Una collaborazione per prevenire azioni che possono minacciare la sicurezza del territorio. Protocolli di intesa che intendono tutelare i clienti degli istituti di credito e arginare la criminalità organizzata.

A siglarli sono stati l’Abi, l’associazione delle banche, e le Prefetture di Lecce e Barletta-Andria-Trani che insieme vogliono “rafforzare l’efficacia delle misure di prevenzione e rispondere alle minacce della criminalità ai danni di banche e clienti”, spiega una nota in cui si precisa che negli accordi firmati sono coinvolti “la polizia di Stato, carabinieri e guardia di finanza, per dare attuazione al principio di sicurezza partecipata” ovvero a “un modello che punta a una collaborazione strutturata tra istituzioni pubbliche e settore privato”.
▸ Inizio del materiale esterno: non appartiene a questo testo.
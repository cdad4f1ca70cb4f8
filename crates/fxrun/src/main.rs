mod cli;
mod paths;
mod pipelines;
mod report;
mod run;

use anyhow::Result;

fn main() -> Result<()> {
    let args = cli::parse();
    run::run(args)
}
// This file is part of the terraform-provider-vra project
//
// Copyright (C) ANEO, 2024-2024. All rights reserved.
//
// Licensed under the Apache License, Version 2.0 (the "License")
// you may not use this file except in compliance with the License.
// You may obtain a copy of the License at
//
//     http://www.apache.org/licenses/LICENSE-2.0
//
// Unless required by applicable law or agreed to in writing, software
// distributed under the License is distributed on an "AS IS" BASIS,
// WITHOUT WARRANTIES OR CONDITIONS OF ANY KIND, either express or implied.
// See the License for the specific language governing permissions and
// limitations under the License.

use std::collections::BTreeMap;

use async_trait::async_trait;
use serde::{Deserialize, Serialize};

use tf_provider::schema::{
    Attribute, AttributeConstraint, AttributeType, Block, Description, NestedBlock, Schema,
};
use tf_provider::value::{Value, ValueNumber, ValueString};
use tf_provider::{map, AttributePath, Diagnostics};

use crate::client::models::{FlavorMapping, FlavorProfile, FlavorProfileSpecification};
use crate::client::ApiClient;
use crate::error::VraError;
use crate::utils::{with_id, WithNormalize, WithSchema, WithValidate};

use super::expand::{
    expand_number, expand_optional, expand_string, optional_string, region_id_from_links,
    value_string, ValueSet,
};
use super::{created_id, fetch, remove, ResourceKind};

const FLAVOR_PROFILES_PATH: &str = "/iaas/api/flavor-profiles";

/// A flavor is either a cloud instance type, or a cpu and memory sizing
#[derive(Debug, Default, Clone, PartialEq, Eq, PartialOrd, Ord, Serialize, Deserialize)]
pub struct FlavorMappingState<'a> {
    pub name: ValueString<'a>,
    pub instance_type: ValueString<'a>,
    pub cpu_count: ValueNumber,
    pub memory: ValueNumber,
}

#[derive(Debug, Default, Clone, PartialEq, Serialize, Deserialize)]
pub struct FlavorProfileState<'a> {
    pub id: ValueString<'a>,
    pub name: ValueString<'a>,
    pub description: ValueString<'a>,
    pub region_id: ValueString<'a>,
    pub flavor_mapping: ValueSet<Value<FlavorMappingState<'a>>>,
}

with_id!(FlavorProfileState);

fn flavor_mapping_schema() -> NestedBlock {
    NestedBlock::Set(Block {
        attributes: map! {
            "name" => Attribute {
                attr_type: AttributeType::String,
                description: Description::plain("Name of the flavor, like `small`"),
                constraint: AttributeConstraint::Required,
                ..Default::default()
            },
            "instance_type" => Attribute {
                attr_type: AttributeType::String,
                description: Description::plain("Instance type of the cloud provider, like `t2.micro`"),
                constraint: AttributeConstraint::Optional,
                ..Default::default()
            },
            "cpu_count" => Attribute {
                attr_type: AttributeType::Number,
                description: Description::plain("Number of CPUs, for providers without instance types"),
                constraint: AttributeConstraint::Optional,
                ..Default::default()
            },
            "memory" => Attribute {
                attr_type: AttributeType::Number,
                description: Description::plain("Memory in MB, for providers without instance types"),
                constraint: AttributeConstraint::Optional,
                ..Default::default()
            },
        },
        description: Description::plain("Flavors available in the region"),
        ..Default::default()
    })
}

impl<'a> WithSchema for FlavorProfileState<'a> {
    fn schema() -> Schema {
        Schema {
            version: 1,
            block: Block {
                version: 1,
                attributes: map! {
                    "id" => Attribute {
                        attr_type: AttributeType::String,
                        description: Description::plain("Id of the flavor profile"),
                        constraint: AttributeConstraint::Computed,
                        ..Default::default()
                    },
                    "name" => Attribute {
                        attr_type: AttributeType::String,
                        description: Description::plain("Name of the flavor profile"),
                        constraint: AttributeConstraint::Required,
                        ..Default::default()
                    },
                    "description" => Attribute {
                        attr_type: AttributeType::String,
                        description: Description::plain("Description of the flavor profile"),
                        constraint: AttributeConstraint::Optional,
                        ..Default::default()
                    },
                    "region_id" => Attribute {
                        attr_type: AttributeType::String,
                        description: Description::plain("Id of the region the profile applies to"),
                        constraint: AttributeConstraint::Required,
                        ..Default::default()
                    },
                },
                blocks: map! {
                    "flavor_mapping" => flavor_mapping_schema(),
                },
                description: Description::plain("Flavor profile of a region"),
                ..Default::default()
            },
        }
    }
}

impl<'a> WithValidate for FlavorProfileState<'a> {
    fn validate(&self, diags: &mut Diagnostics, attr_path: AttributePath) {
        for mapping in self.flavor_mapping.iter().flatten() {
            let Value::Value(mapping) = mapping else {
                continue;
            };
            let sized = !mapping.cpu_count.is_null() && !mapping.memory.is_null();
            if mapping.instance_type.is_null() && !sized {
                diags.error(
                    "Invalid `flavor_mapping`",
                    format!(
                        "flavor `{}` needs either `instance_type`, or `cpu_count` and `memory`",
                        mapping.name.as_str()
                    ),
                    attr_path.clone().attribute("flavor_mapping"),
                );
            }
        }
    }
}

impl<'a> WithNormalize for FlavorProfileState<'a> {
    fn normalize(&mut self, _diags: &mut Diagnostics) {}
    fn unknown_computed(&mut self) {}
}

fn expand_flavor_mapping(
    mappings: &ValueSet<Value<FlavorMappingState<'_>>>,
) -> BTreeMap<String, FlavorMapping> {
    mappings
        .iter()
        .flatten()
        .filter_map(Value::as_ref_option)
        .map(|mapping| {
            (
                expand_string(&mapping.name),
                FlavorMapping {
                    name: expand_optional(&mapping.instance_type),
                    cpu_count: expand_number(&mapping.cpu_count),
                    memory_in_mb: expand_number(&mapping.memory),
                },
            )
        })
        .collect()
}

/// The server echoes both the instance type and its sizing, only the fields
/// the prior state uses are kept
fn flatten_flavor_mapping<'a>(
    mappings: BTreeMap<String, FlavorMapping>,
    prior: &ValueSet<Value<FlavorMappingState<'_>>>,
) -> ValueSet<Value<FlavorMappingState<'a>>> {
    let prior = prior
        .iter()
        .flatten()
        .filter_map(Value::as_ref_option)
        .map(|mapping| (mapping.name.as_str(), mapping))
        .collect::<BTreeMap<_, _>>();

    Value::Value(
        mappings
            .into_iter()
            .map(|(name, mapping)| {
                let (by_type, by_size) = match prior.get(name.as_str()) {
                    Some(prior) => (!prior.instance_type.is_null(), !prior.cpu_count.is_null()),
                    None => (true, true),
                };
                let number = |value: Option<i64>| match value {
                    Some(value) if by_size => Value::Value(value),
                    _ => Value::Null,
                };
                Value::Value(FlavorMappingState {
                    instance_type: if by_type {
                        optional_string(mapping.name)
                    } else {
                        Value::Null
                    },
                    cpu_count: number(mapping.cpu_count),
                    memory: number(mapping.memory_in_mb),
                    name: value_string(name),
                })
            })
            .collect(),
    )
}

#[derive(Debug, Default, Clone)]
pub struct FlavorProfileResource;

#[async_trait]
impl ResourceKind for FlavorProfileResource {
    type State<'a> = FlavorProfileState<'a>;
    const NAME: &'static str = "flavor profile";

    async fn create<'a>(
        &self,
        client: &ApiClient,
        state: &mut FlavorProfileState<'a>,
    ) -> Result<(), VraError> {
        let specification = FlavorProfileSpecification {
            name: expand_string(&state.name),
            description: expand_optional(&state.description),
            region_id: expand_string(&state.region_id),
            flavor_mapping: expand_flavor_mapping(&state.flavor_mapping),
        };
        let profile: FlavorProfile = client.post(FLAVOR_PROFILES_PATH, &specification).await?;
        tracing::info!("flavor profile {} created", profile.id);

        state.id = created_id(Self::NAME, profile.id)?;
        self.read(client, state).await
    }

    async fn read<'a>(
        &self,
        client: &ApiClient,
        state: &mut FlavorProfileState<'a>,
    ) -> Result<(), VraError> {
        let Some(profile) =
            fetch::<FlavorProfile>(client, FLAVOR_PROFILES_PATH, &state.id).await?
        else {
            state.id = Value::Null;
            return Ok(());
        };

        state.name = optional_string(profile.name);
        state.description = optional_string(profile.description);
        if let Some(region_id) = region_id_from_links(&profile.links) {
            state.region_id = value_string(region_id);
        }
        state.flavor_mapping =
            flatten_flavor_mapping(profile.flavor_mappings.mapping, &state.flavor_mapping);

        Ok(())
    }

    async fn update<'a>(
        &self,
        client: &ApiClient,
        state: &mut FlavorProfileState<'a>,
    ) -> Result<(), VraError> {
        let specification = FlavorProfileSpecification {
            name: expand_string(&state.name),
            description: expand_optional(&state.description),
            region_id: expand_string(&state.region_id),
            flavor_mapping: expand_flavor_mapping(&state.flavor_mapping),
        };
        let path = format!("{FLAVOR_PROFILES_PATH}/{}", state.id.as_str());
        let _: FlavorProfile = client.patch(&path, &specification).await?;

        self.read(client, state).await
    }

    async fn delete<'a>(
        &self,
        client: &ApiClient,
        state: &mut FlavorProfileState<'a>,
    ) -> Result<(), VraError> {
        remove(client, FLAVOR_PROFILES_PATH, &state.id).await?;
        state.id = Value::Null;
        Ok(())
    }
}

#[cfg(test)]
mod tests {
    use serde_json::json;
    use wiremock::matchers::{body_json, method, path};
    use wiremock::{Mock, MockServer, ResponseTemplate};

    use super::*;
    use crate::resource::testing;

    fn mapping(
        name: &str,
        instance_type: Option<&str>,
        size: Option<(i64, i64)>,
    ) -> Value<FlavorMappingState<'static>> {
        Value::Value(FlavorMappingState {
            name: value_string(name),
            instance_type: optional_string(instance_type.map(str::to_owned)),
            cpu_count: size.map_or(Value::Null, |(cpu, _)| Value::Value(cpu)),
            memory: size.map_or(Value::Null, |(_, memory)| Value::Value(memory)),
        })
    }

    #[tokio::test]
    async fn sizing_echoed_by_the_server_is_dropped() {
        let server = MockServer::start().await;
        let profile = json!({
            "id": "fp1",
            "name": "aws-flavors",
            "flavorMappings": {"mapping": {
                "small": {"name": "t2.micro", "cpuCount": 1, "memoryInMB": 1024},
                "custom": {"cpuCount": 4, "memoryInMB": 8192},
            }},
            "_links": {"region": {"href": "/iaas/api/regions/r1"}},
        });
        Mock::given(method("POST"))
            .and(path(FLAVOR_PROFILES_PATH))
            .and(body_json(json!({
                "name": "aws-flavors",
                "regionId": "r1",
                "flavorMapping": {
                    "small": {"name": "t2.micro"},
                    "custom": {"cpuCount": 4, "memoryInMB": 8192},
                },
            })))
            .respond_with(ResponseTemplate::new(201).set_body_json(profile.clone()))
            .expect(1)
            .mount(&server)
            .await;
        Mock::given(method("GET"))
            .and(path("/iaas/api/flavor-profiles/fp1"))
            .respond_with(ResponseTemplate::new(200).set_body_json(profile))
            .mount(&server)
            .await;

        let flavors = Value::Value(
            [
                mapping("small", Some("t2.micro"), None),
                mapping("custom", None, Some((4, 8192))),
            ]
            .into_iter()
            .collect(),
        );
        let mut state = FlavorProfileState {
            id: Value::Unknown,
            name: value_string("aws-flavors"),
            region_id: value_string("r1"),
            flavor_mapping: flavors.clone(),
            ..Default::default()
        };
        FlavorProfileResource
            .create(&testing::client(&server), &mut state)
            .await
            .unwrap();

        assert_eq!(state.id, value_string("fp1"));
        assert_eq!(state.flavor_mapping, flavors);
    }

    #[test]
    fn flavor_needs_a_type_or_a_size() {
        let state = FlavorProfileState {
            flavor_mapping: Value::Value(
                [mapping("broken", None, None), mapping("ok", Some("t2.micro"), None)]
                    .into_iter()
                    .collect(),
            ),
            ..Default::default()
        };
        let mut diags = Diagnostics::default();
        state.validate(&mut diags, AttributePath::default());
        assert_eq!(diags.errors.len(), 1);
    }
}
“Il mondo bancario – specifica la nota – è impegnato a implementare le proprie attività prevenzione e contrasto alle minacce e a rafforzare i presidi per la sicurezza, investendo ogni anno circa un miliardo di euro tra sicurezza fisica e cybersecurity”. I protocolli sono stai firmati dal coordinatore del centro di ricerca Abi sicurezza anticrimine, Marco Iaconis e i prefetti di Lecce e Barletta, Natalino Manno e Flavia Anania.